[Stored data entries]
----
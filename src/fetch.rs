use std::collections::BTreeMap;

use tracing::{debug, warn};

use crate::classify::{classify, ClassifiedError};
use crate::types::{ListKind, Repository};

/// Lifecycle of one list tab's data.
#[derive(Debug, Clone, PartialEq, Eq, Default)]
pub enum TabLoadState {
    #[default]
    NotLoaded,
    Loading,
    Loaded(Vec<Repository>),
    Failed(ClassifiedError),
}

/// A load the runtime has to perform and report back with the same generation.
#[derive(Debug, Clone, PartialEq, Eq)]
pub struct FetchRequest {
    pub kind: ListKind,
    pub login: String,
    pub generation: u64,
}

#[derive(Debug, Default)]
struct Slot {
    state: TabLoadState,
    in_flight: Option<u64>,
}

/// Issues at most one in-flight load per list tab and keeps the results.
///
/// Every request carries a generation number. A completion is only applied
/// when it matches the generation currently in flight for its tab, so a late
/// answer to a superseded request cannot overwrite newer state.
#[derive(Debug)]
pub struct FetchOrchestrator {
    login: String,
    slots: BTreeMap<ListKind, Slot>,
    next_generation: u64,
}

impl FetchOrchestrator {
    pub fn new(login: impl Into<String>) -> Self {
        Self {
            login: login.into(),
            slots: ListKind::ALL.iter().map(|k| (*k, Slot::default())).collect(),
            next_generation: 1,
        }
    }

    pub fn state(&self, kind: ListKind) -> &TabLoadState {
        &self.slot(kind).state
    }

    /// Starts a load unless the tab is already loading or loaded.
    pub fn request_load(&mut self, kind: ListKind) -> Option<FetchRequest> {
        if matches!(
            self.slot(kind).state,
            TabLoadState::Loading | TabLoadState::Loaded(_)
        ) {
            return None;
        }
        Some(self.issue(kind))
    }

    /// Re-issues a load for a tab whose last load failed. No-op otherwise.
    pub fn retry(&mut self, kind: ListKind) -> Option<FetchRequest> {
        let retryable = matches!(
            &self.slot(kind).state,
            TabLoadState::Failed(err) if err.retryable
        );
        if !retryable {
            return None;
        }
        debug!(%kind, "retrying after failure");
        Some(self.issue(kind))
    }

    /// Applies a completed load. Returns whether the result was applied.
    pub fn on_completion(
        &mut self,
        kind: ListKind,
        generation: u64,
        result: std::result::Result<Vec<Repository>, String>,
    ) -> bool {
        let slot = self.slot_mut(kind);
        if slot.in_flight != Some(generation) {
            warn!(
                %kind,
                generation,
                in_flight = ?slot.in_flight,
                "dropping stale completion"
            );
            return false;
        }

        slot.in_flight = None;
        slot.state = match result {
            Ok(repos) => {
                debug!(%kind, count = repos.len(), "repositories loaded");
                TabLoadState::Loaded(repos)
            }
            Err(raw) => {
                warn!(%kind, error = %raw, "repository fetch failed");
                TabLoadState::Failed(classify(&raw))
            }
        };
        true
    }

    fn issue(&mut self, kind: ListKind) -> FetchRequest {
        let generation = self.next_generation;
        self.next_generation += 1;

        let slot = self.slot_mut(kind);
        slot.state = TabLoadState::Loading;
        slot.in_flight = Some(generation);

        debug!(%kind, generation, "fetch issued");
        FetchRequest {
            kind,
            login: self.login.clone(),
            generation,
        }
    }

    fn slot(&self, kind: ListKind) -> &Slot {
        // Every ListKind gets a slot in `new`.
        &self.slots[&kind]
    }

    fn slot_mut(&mut self, kind: ListKind) -> &mut Slot {
        self.slots.entry(kind).or_default()
    }
}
----
* ACTION ITEM *
Pull every line containing "login" out of the records.

* RESPONSE TO THIS TASK *
    pub login: String,
    login: String,
    pub fn new(login: impl Into<String>) -> Self {
            login: login.into(),
            login: self.login.clone(),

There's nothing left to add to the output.